[[ Entries shown, beginning ]]

//! Sampling densities over outgoing directions.
//!
//! A `Pdf` is the capability a probabilistic scatter outcome carries:
//! draw a direction, and evaluate the density at a direction. The
//! integrator divides by the sampled density to keep the Monte Carlo
//! estimate unbiased. Materials never look inside a density beyond
//! these two operations, so light-sampling and mixture strategies can
//! be supplied from outside without touching the materials.

use haze_math::sampling::{random_cosine_direction, random_unit_vector};
use haze_math::Vec3;
use rand::RngCore;
use std::f64::consts::PI;

/// A probability density function over directions.
pub trait Pdf: Send + Sync {
    /// Density at the given direction (need not be normalized input).
    fn value(&self, direction: Vec3) -> f64;

    /// Draw a direction distributed according to this density.
    fn sample(&self, rng: &mut dyn RngCore) -> Vec3;
}

/// Orthonormal basis about a normal vector.
pub struct Onb {
    u: Vec3,
    v: Vec3,
    w: Vec3,
}

impl Onb {
    /// Build a basis whose w axis is the (unit) direction of `n`.
    pub fn new(n: Vec3) -> Self {
        let w = n.normalize();

        // Branchless tangent construction (Duff et al.)
        let sign = if w.z >= 0.0 { 1.0 } else { -1.0 };
        let a = -1.0 / (sign + w.z);
        let b = w.x * w.y * a;

        let u = Vec3::new(1.0 + sign * w.x * w.x * a, sign * b, -sign * w.x);
        let v = Vec3::new(b, sign + w.y * w.y * a, -w.y);

        Self { u, v, w }
    }

    pub fn w(&self) -> Vec3 {
        self.w
    }

    /// Transform a vector from this local basis into world space.
    pub fn transform(&self, local: Vec3) -> Vec3 {
        local.x * self.u + local.y * self.v + local.z * self.w
    }
}

/// Cosine-weighted hemisphere density about a surface normal.
pub struct CosinePdf {
    uvw: Onb,
}

impl CosinePdf {
    pub fn new(normal: Vec3) -> Self {
        Self {
            uvw: Onb::new(normal),
        }
    }
}

impl Pdf for CosinePdf {
    fn value(&self, direction: Vec3) -> f64 {
        let cosine = direction.normalize().dot(self.uvw.w());
        (cosine / PI).max(0.0)
    }

    fn sample(&self, rng: &mut dyn RngCore) -> Vec3 {
        self.uvw.transform(random_cosine_direction(rng))
    }
}

/// Uniform density over the whole sphere of directions.
pub struct SpherePdf;

impl Pdf for SpherePdf {
    fn value(&self, _direction: Vec3) -> f64 {
        1.0 / (4.0 * PI)
    }

    fn sample(&self, rng: &mut dyn RngCore) -> Vec3 {
        random_unit_vector(rng)
    }
}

[[ Entries shown, end ]]

§ **What you are asked to do**
Up to and including the last line of the data, copy each line exactly, starting with the line that contains "pub struct SpherePdf;".

§ **Answer for this exercise**
pub struct SpherePdf;

impl Pdf for SpherePdf {
    fn value(&self, _direction: Vec3) -> f64 {
        1.0 / (4.0 * PI)
    }

    fn sample(&self, rng: &mut dyn RngCore) -> Vec3 {
        random_unit_vector(rng)
    }
}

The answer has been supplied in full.